A journey of 16 thousand kilometres over the past 22 years has landed past student and 2000 College Dux of The Cathedral College (TCC), Sarah Wittig (nee Beavan) at the centre of space research and technology in the northern hemisphere.
Sarah is a Photonics Components Engineer with the European Space Agency (ESA) in Noordwijk, Netherlands and plays a role in checking lasers and photon instrumentation suitable for space missions.
ESA has sites in several European countries but the specific part of the Agency where Sarah works is the European Space Research and Technology Centre (ESTEC) located in Noordwijk.
Earlier this week Sarah visited her alma mater, TCC to speak with students of the College and to catch up with some of the staff who she knew from her days as a student at TCC.

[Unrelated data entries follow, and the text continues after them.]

use planboard_core::{
    LayerKey, NewProject, PlannerService, ProjectService, ServiceError, SqlitePlannerStore,
    StageMove, TaskService,
};
use uuid::Uuid;

fn setup() -> SqlitePlannerStore {
    SqlitePlannerStore::open_in_memory().unwrap()
}

fn new_project(name: &str, key: LayerKey) -> NewProject {
    NewProject {
        name: name.to_string(),
        description: String::new(),
        key,
        tags: Vec::new(),
        due_date: None,
    }
}

#[test]
fn move_last_stage_to_front_renumbers_all_stages() {
    let store = setup();
    let service = PlannerService::new(&store);
    service.ensure_initialized().unwrap();

    let s2 = service.create_stage("Stage Two", &["To Do"]).unwrap();
    let s3 = service.create_stage("Stage Three", &["To Do"]).unwrap();

    let planner = service.ensure_initialized().unwrap();
    let s1 = planner.stages[0].clone();
    assert_eq!(
        planner.stages.iter().map(|s| s.order).collect::<Vec<_>>(),
        vec![0, 1, 2]
    );

    let reordered = service
        .move_stage(&StageMove {
            stage_id: s3.id,
            source_index: 2,
            dest_index: 0,
        })
        .unwrap();
    let ids: Vec<_> = reordered.iter().map(|s| s.id).collect();
    assert_eq!(ids, vec![s3.id, s1.id, s2.id]);
    assert_eq!(
        reordered.iter().map(|s| s.order).collect::<Vec<_>>(),
        vec![0, 1, 2]
    );

    // Each stage's order was persisted individually; a fresh load agrees.
    let reloaded = service.ensure_initialized().unwrap();
    let reloaded_ids: Vec<_> = reloaded.stages.iter().map(|s| s.id).collect();
    assert_eq!(reloaded_ids, vec![s3.id, s1.id, s2.id]);
    assert_eq!(
        reloaded.stages.iter().map(|s| s.order).collect::<Vec<_>>(),
        vec![0, 1, 2]
    );
}

#[test]
fn move_stage_round_trip_restores_original_layout() {
    let store = setup();
    let service = PlannerService::new(&store);
    service.ensure_initialized().unwrap();
    service.create_stage("Stage Two", &["To Do"]).unwrap();
    let s3 = service.create_stage("Stage Three", &["To Do"]).unwrap();

    let before: Vec<_> = service
        .ensure_initialized()
        .unwrap()
        .stages
        .iter()
        .map(|s| s.id)
        .collect();

    service
        .move_stage(&StageMove {
            stage_id: s3.id,
            source_index: 2,
            dest_index: 0,
        })
        .unwrap();
    service
        .move_stage(&StageMove {
            stage_id: s3.id,
            source_index: 0,
            dest_index: 2,
        })
        .unwrap();

    let after: Vec<_> = service
        .ensure_initialized()
        .unwrap()
        .stages
        .iter()
        .map(|s| s.id)
        .collect();
    assert_eq!(after, before);
}

#[test]
fn move_stage_noop_keeps_sequence() {
    let store = setup();
    let service = PlannerService::new(&store);
    service.ensure_initialized().unwrap();
    let s2 = service.create_stage("Stage Two", &["To Do"]).unwrap();

    let reordered = service
        .move_stage(&StageMove {
            stage_id: s2.id,
            source_index: 1,
            dest_index: 1,
        })
        .unwrap();
    assert_eq!(reordered[1].id, s2.id);
    assert_eq!(
        reordered.iter().map(|s| s.order).collect::<Vec<_>>(),
        vec![0, 1]
    );
}

#[test]
fn move_stage_with_stale_payload_is_rejected() {
    let store = setup();
    let service = PlannerService::new(&store);
    service.ensure_initialized().unwrap();
    let s2 = service.create_stage("Stage Two", &["To Do"]).unwrap();

    // Claimed source index does not hold the moved stage.
    let err = service
        .move_stage(&StageMove {
            stage_id: s2.id,
            source_index: 0,
            dest_index: 1,
        })
        .unwrap_err();
    assert!(matches!(err, ServiceError::NotFound { entity: "stage", id } if id == s2.id));

    let err = service
        .move_stage(&StageMove {
            stage_id: Uuid::new_v4(),
            source_index: 0,
            dest_index: 1,
        })
        .unwrap_err();
    assert!(matches!(err, ServiceError::NotFound { entity: "stage", .. }));
}

#[test]
fn delete_stage_cascades_projects_boards_and_tasks() {
    let store = setup();
    let planner_service = PlannerService::new(&store);
    let project_service = ProjectService::new(&store);
    let task_service = TaskService::new(&store);

    let planner = planner_service.ensure_initialized().unwrap();
    let stage = planner.stages[0].clone();
    let doomed = planner_service
        .create_stage("Doomed", &["To Do", "Done"])
        .unwrap();

    let keep_key = LayerKey::new(stage.id, stage.layers[0].id);
    let doomed_key = LayerKey::new(doomed.id, doomed.layers[0].id);

    let kept = project_service
        .create_project(new_project("Keeper", keep_key))
        .unwrap();
    let lost = project_service
        .create_project(new_project("Lost", doomed_key))
        .unwrap();

    let column = task_service.create_column(lost.id, "Checklist").unwrap();
    task_service
        .create_task(lost.id, column.id, "write outline")
        .unwrap();

    planner_service.delete_stage(doomed.id).unwrap();

    assert!(project_service
        .list_projects_for_layer(doomed_key)
        .unwrap()
        .is_empty());
    let survivors = project_service.list_projects_for_layer(keep_key).unwrap();
    assert_eq!(survivors.len(), 1);
    assert_eq!(survivors[0].id, kept.id);

    // The cascade removed the board; fetching now lazily creates a fresh
    // empty one.
    let snapshot = task_service.fetch_board(lost.id).unwrap();
    assert!(snapshot.board.columns.is_empty());
    assert!(snapshot.tasks.is_empty());
}

#[test]
fn delete_stage_keeps_survivor_orders_with_gap() {
    let store = setup();
    let service = PlannerService::new(&store);
    service.ensure_initialized().unwrap();
    let s2 = service.create_stage("Stage Two", &["To Do"]).unwrap();
    let s3 = service.create_stage("Stage Three", &["To Do"]).unwrap();

    service.delete_stage(s2.id).unwrap();

    // Survivors are not renumbered: the gap at order 1 remains, only
    // relative order matters.
    let planner = service.ensure_initialized().unwrap();
    assert_eq!(planner.stages.len(), 2);
    assert_eq!(planner.stages[0].order, 0);
    assert_eq!(planner.stages[1].id, s3.id);
    assert_eq!(planner.stages[1].order, 2);
}

#[test]
fn delete_missing_stage_reports_not_found() {
    let store = setup();
    let service = PlannerService::new(&store);
    service.ensure_initialized().unwrap();

    let err = service.delete_stage(Uuid::new_v4()).unwrap_err();
    assert!(matches!(err, ServiceError::NotFound { entity: "stage", .. }));
}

Sarah shared with the students the journey she had travelled from leaving TCC to now living and working for the ESA in Noordwijk. The love of Physics that was nurtured at TCC saw Sarah firstly undertake Science studies at the CQU and then at QUT followed by obtaining a PHD at ANU.
Sarah’s distinguished academic career did not stop there with further study at the Ludwig Maximilian University of Munich (LMU) which is one of Europe’s leading research institutions and spent a summer internship at CERN, the particle accelerator in Switzerland. ESA sponsored Research Fellowships followed until Sarah obtained a permanent role with the Space Agency in 2018 as a Photonic Component Engineer – a role she still holds today.
Married with two children, Sarah loves her life in Noordwijk living only a short ten-minute bike ride from home to where she works at ESTEC and at this stage she sees herself continuing to work at the Agency for the foreseeable future.
Sarah said her time at TCC had stood her in good stead in her academic studies and in pursuing a professional career that had given her much personal happiness and satisfaction.
“When I left TCC, I was not sure what path I wished to follow. I would never have dreamt back then that I would be working in this exciting frontier of space, but my love of Physics very much influenced my tertiary studies and guided me in my decision making when career opportunities came my way” Sarah said.
“My advice to young people is to find what you love doing and follow that one step at a time for the journey of a life-time,” she said.